With charming but unsophisticated hospitality he invited the sisters to visit the Manor House, thinking it an obligation of hospitality owing by him to Fitz Aylwyn. The invitation was accepted.

Eulalie, with a keen eye to opportunity, made up her mind that the position of Lady Madeley, mistress of the rent roll of the great Manor of Madeley and of Madeley Manor House, was within the possibilities. She played for that position for all she was worth, with every atom of knowledge she possessed or could acquire, played her game without the opposition of tangible rivals, played her game as a clever and beautiful woman of the world, knowing every wile and every blandishment that was permissible, played her game against an old man to whom had been given no weapon of defence and from whom had been withheld the worldly knowledge out of which such weapons could have been fashioned and which would have indicated their necessity. The result was never in doubt. Lord Madeley married, or was married, as Eulalie had intended should happen.

Let it here be said, for Lord Madeley soon passes out of the story, that never for one single instant did he ever regret his marriage. Save that his house was better ordered, his wishes more carefully respected, his comfort more scrupulously provided for, Lady Madeley was wise enough to recognise that the ingrained ways and habits of a lonely man of fifty-five are fixed, and are altered only at the cost of much discomfort. She contented herself with the rank and position, the wealth, and the house which the marriage had brought her, and left Lord Madeley to pursue his life as he inclined and much as he had done theretofore. Two years after their marriage their only child—a daughter, Consuelo—was born, and a few years later Lord Madeley died. Inertia, even if productive of a contented mind, is not especially conducive to length of years.

His widow raised a costly marble monument over his grave, mourned for a decently prolonged interval, and re-emerged in the world; whilst Consuelo, in her own right Baroness Madeley, figured in her father’s place in the peerage books.

But there had been an incident shortly after the marriage which for some time had thrown a blight upon the new-found happiness of Lord and Lady Madeley.

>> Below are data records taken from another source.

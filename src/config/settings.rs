// Configuration structs

use serde::{Deserialize, Serialize};
use std::collections::HashSet;
use std::path::PathBuf;

use crate::errors::{ServingError, ServingResult};

#[derive(Debug, Clone, Serialize, Deserialize)]
#[serde(default)]
pub struct Config {
    /// Directory relative artifact locators are resolved against
    pub model_root: PathBuf,

    /// HTTP server settings
    pub server: ServerConfig,

    /// Merge behaviour for the parallel router
    pub merge: MergeConfig,

    /// Metric emission settings
    pub metrics: MetricsConfig,

    /// Model routes, invoked in parallel for `/v2/infer`
    pub routes: Vec<RouteEntry>,
}

impl Default for Config {
    fn default() -> Self {
        Self {
            model_root: PathBuf::from("models"),
            server: ServerConfig::default(),
            merge: MergeConfig::default(),
            metrics: MetricsConfig::default(),
            routes: vec![],
        }
    }
}

impl Config {
    /// Champion/challenger layout written by `modelserve init-config`
    pub fn example() -> Self {
        Self {
            routes: vec![
                RouteEntry::new("champion", "sepal_length_cm", "champion"),
                RouteEntry::new("challenger", "petal_width_cm", "challenger"),
            ],
            ..Self::default()
        }
    }

    /// Reject route tables the router cannot serve unambiguously
    pub fn validate(&self) -> ServingResult<()> {
        let mut keys = HashSet::new();
        for route in &self.routes {
            if route.key.is_empty() {
                return Err(ServingError::InvalidConfig(
                    "route entry with an empty key".to_string(),
                ));
            }
            if route.model_name.is_empty() {
                return Err(ServingError::InvalidConfig(format!(
                    "route '{}' has an empty model_name",
                    route.key
                )));
            }
            if !keys.insert(route.key.as_str()) {
                return Err(ServingError::InvalidConfig(format!(
                    "duplicate route key '{}'",
                    route.key
                )));
            }
            if let Some(KpiConfig {
                source: KpiSource::Uniform { min, max },
                ..
            }) = &route.kpi
            {
                if !(min.is_finite() && max.is_finite() && min <= max) {
                    return Err(ServingError::InvalidConfig(format!(
                        "route '{}': uniform KPI needs finite bounds with min <= max, got [{}, {}]",
                        route.key, min, max
                    )));
                }
            }
        }
        Ok(())
    }

    /// Look up a route entry by key
    pub fn route(&self, key: &str) -> Option<&RouteEntry> {
        self.routes.iter().find(|r| r.key == key)
    }
}

/// Configuration for the HTTP server
#[derive(Debug, Clone, Serialize, Deserialize)]
#[serde(default)]
pub struct ServerConfig {
    /// Bind address (e.g., "127.0.0.1:8080")
    pub bind_address: String,
    /// Allow cross-origin requests
    pub cors_enabled: bool,
}

impl Default for ServerConfig {
    fn default() -> Self {
        Self {
            bind_address: "127.0.0.1:8080".to_string(),
            cors_enabled: false,
        }
    }
}

#[derive(Debug, Clone, Default, Serialize, Deserialize)]
#[serde(default)]
pub struct MergeConfig {
    /// Fail with EmptyInput rather than returning `{}` when no routes reported
    pub require_results: bool,
}

#[derive(Debug, Clone, Serialize, Deserialize)]
#[serde(default)]
pub struct MetricsConfig {
    /// Record custom metrics at all
    pub enabled: bool,
    /// Append metric samples as JSONL under this directory
    #[serde(skip_serializing_if = "Option::is_none")]
    pub metrics_dir: Option<PathBuf>,
}

impl Default for MetricsConfig {
    fn default() -> Self {
        Self {
            enabled: true,
            metrics_dir: None,
        }
    }
}

/// One model route
#[derive(Debug, Clone, Serialize, Deserialize)]
pub struct RouteEntry {
    /// Route key (e.g., "champion")
    pub key: String,
    /// Name reported in route results and used as the merged output key
    pub model_name: String,
    /// Artifact file or directory, relative to `model_root` unless absolute
    pub artifact: String,
    /// File suffix used to pick the artifact inside a directory
    #[serde(default = "default_suffix")]
    pub suffix: String,
    #[serde(default)]
    pub preprocess: PreprocessMode,
    /// Optional custom KPI recorded after every prediction
    #[serde(default, skip_serializing_if = "Option::is_none")]
    pub kpi: Option<KpiConfig>,
}

fn default_suffix() -> String {
    ".json".to_string()
}

impl RouteEntry {
    pub fn new(key: &str, model_name: &str, artifact: &str) -> Self {
        Self {
            key: key.to_string(),
            model_name: model_name.to_string(),
            artifact: artifact.to_string(),
            suffix: default_suffix(),
            preprocess: PreprocessMode::default(),
            kpi: None,
        }
    }
}

/// How a request body becomes model features
#[derive(Debug, Clone, Copy, Default, PartialEq, Eq, Serialize, Deserialize)]
#[serde(rename_all = "lowercase")]
pub enum PreprocessMode {
    /// Use the body's `inputs` field as-is
    #[default]
    Passthrough,
    /// Flatten every body value into a single feature row
    Flatten,
}

#[derive(Debug, Clone, Serialize, Deserialize)]
pub struct KpiConfig {
    /// Metric name (e.g., "my_kpi")
    pub name: String,
    pub source: KpiSource,
}

/// Where a route's KPI value comes from
#[derive(Debug, Clone, PartialEq, Serialize, Deserialize)]
#[serde(tag = "kind", rename_all = "snake_case")]
pub enum KpiSource {
    /// Uniform random sample in [min, max]; a stand-in for a real KPI
    Uniform { min: f64, max: f64 },
    /// Mean of the numeric prediction outputs
    OutputMean,
}
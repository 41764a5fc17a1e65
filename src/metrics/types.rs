// Metrics data types

use chrono::{DateTime, Utc};
use serde::{Deserialize, Serialize};
use sha2::{Digest, Sha256};

use crate::router::Body;

/// One custom metric sample, as appended to metrics.jsonl
#[derive(Debug, Clone, Serialize, Deserialize)]
pub struct MetricRecord {
    pub timestamp: DateTime<Utc>,
    /// Model that emitted the sample, if scoped
    #[serde(skip_serializing_if = "Option::is_none")]
    pub model: Option<String>,
    pub name: String,
    pub value: f64,
}

impl MetricRecord {
    pub fn new(model: Option<String>, name: impl Into<String>, value: f64) -> Self {
        Self {
            timestamp: Utc::now(),
            model,
            name: name.into(),
            value,
        }
    }
}

/// Stable short hash of a request body, for correlating log lines
pub fn hash_body(body: &Body) -> String {
    let bytes = serde_json::to_vec(body).unwrap_or_default();
    let digest = Sha256::digest(&bytes);
    digest[..8].iter().map(|b| format!("{:02x}", b)).collect()
}
// Fire-and-forget metric emission
//
// Models hold a MetricEmitter; samples travel over an unbounded channel to a
// background worker that updates the Prometheus registry and the JSONL sink.
// Emission never blocks and never fails the prediction path.

use std::path::{Path, PathBuf};
use std::sync::Arc;
use tokio::io::AsyncWriteExt;
use tokio::sync::mpsc;
use tokio::task::JoinHandle;

use super::registry::ServingMetrics;
use super::types::MetricRecord;

/// Cloneable handle for recording custom metrics
#[derive(Clone, Debug)]
pub struct MetricEmitter {
    tx: Option<mpsc::UnboundedSender<MetricRecord>>,
    model: Option<Arc<str>>,
}

impl MetricEmitter {
    /// An emitter that drops every sample
    pub fn disabled() -> Self {
        Self {
            tx: None,
            model: None,
        }
    }

    /// Same channel, with samples attributed to `model`
    pub fn for_model(&self, model: &str) -> Self {
        Self {
            tx: self.tx.clone(),
            model: Some(Arc::from(model)),
        }
    }

    /// Record a metric sample
    pub fn emit(&self, name: &str, value: f64) {
        let Some(tx) = &self.tx else {
            return;
        };
        let record = MetricRecord::new(self.model.as_deref().map(str::to_string), name, value);
        if tx.send(record).is_err() {
            tracing::warn!(metric = %name, "Telemetry worker stopped, dropping metric");
        }
    }
}

/// Start the telemetry worker
///
/// The worker exits once every emitter clone has been dropped.
pub fn spawn_telemetry(
    metrics: Arc<ServingMetrics>,
    metrics_dir: Option<PathBuf>,
) -> (MetricEmitter, JoinHandle<()>) {
    let (tx, mut rx) = mpsc::unbounded_channel::<MetricRecord>();
    let sink = metrics_dir.map(|dir| dir.join("metrics.jsonl"));

    let handle = tokio::spawn(async move {
        while let Some(record) = rx.recv().await {
            metrics.record_custom(record.model.as_deref(), &record.name, record.value);
            tracing::debug!(
                model = record.model.as_deref().unwrap_or(""),
                metric = %record.name,
                value = record.value,
                "Recorded metric"
            );

            if let Some(path) = &sink {
                if let Err(e) = append_record(path, &record).await {
                    tracing::warn!(
                        path = %path.display(),
                        error = %e,
                        "Failed to persist metric sample"
                    );
                }
            }
        }
        tracing::debug!("Telemetry worker stopped");
    });

    let emitter = MetricEmitter {
        tx: Some(tx),
        model: None,
    };
    (emitter, handle)
}

async fn append_record(path: &Path, record: &MetricRecord) -> anyhow::Result<()> {
    if let Some(parent) = path.parent() {
        tokio::fs::create_dir_all(parent).await?;
    }
    let mut line = serde_json::to_string(record)?;
    line.push('\n');

    let mut file = tokio::fs::OpenOptions::new()
        .create(true)
        .append(true)
        .open(path)
        .await?;
    file.write_all(line.as_bytes()).await?;
    Ok(())
}

#[cfg(test)]
mod tests {
    use super::*;
    use tempfile::TempDir;

    #[tokio::test]
    async fn test_emitted_samples_reach_registry_and_sink() {
        let dir = TempDir::new().unwrap();
        let metrics = Arc::new(ServingMetrics::new().unwrap());
        let (emitter, handle) =
            spawn_telemetry(Arc::clone(&metrics), Some(dir.path().to_path_buf()));

        let scoped = emitter.for_model("iris");
        scoped.emit("my_kpi", 3.0);
        scoped.emit("my_kpi", 4.5);
        drop(scoped);
        drop(emitter);
        handle.await.unwrap();

        assert_eq!(metrics.custom_value(Some("iris"), "my_kpi"), 4.5);
        let contents = std::fs::read_to_string(dir.path().join("metrics.jsonl")).unwrap();
        assert_eq!(contents.lines().count(), 2);
        let last: MetricRecord = serde_json::from_str(contents.lines().last().unwrap()).unwrap();
        assert_eq!(last.model.as_deref(), Some("iris"));
    }

    #[tokio::test]
    async fn test_emit_after_worker_stops_is_noop() {
        let metrics = Arc::new(ServingMetrics::new().unwrap());
        let (emitter, handle) = spawn_telemetry(metrics, None);
        handle.abort();
        let _ = handle.await;

        // Must not panic or block
        emitter.emit("my_kpi", 1.0);
        MetricEmitter::disabled().emit("my_kpi", 1.0);
    }
}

Passing through London on their return from a honey-moon spent upon the Continent, Lady Madeley had visited on two occasions her unmarried sister at the small flat in Kensington which had been taken for her and furnished by Lord Madeley.

The second visit was the last time the sisters met. Two hours afterwards the maid found the dead body of her mistress stretched upon the bed in her room, stark nude, and on the table by the bedside an opened half-bottle of champagne and a glass from which some of the wine had been drunk.

At the inquest which was held, however, everything was made plain by the evidence of the maid, who described the arrival of Lady Madeley at the flat. She had prepared and taken in tea, and had then been sent to Bond Street to change the library books and to purchase stalls at one of the theatres, Lady Madeley having come to invite her sister to spend the evening with her husband and herself in that manner, and having postponed the purchase of the stalls until she had ascertained to which theatre her sister would prefer to go.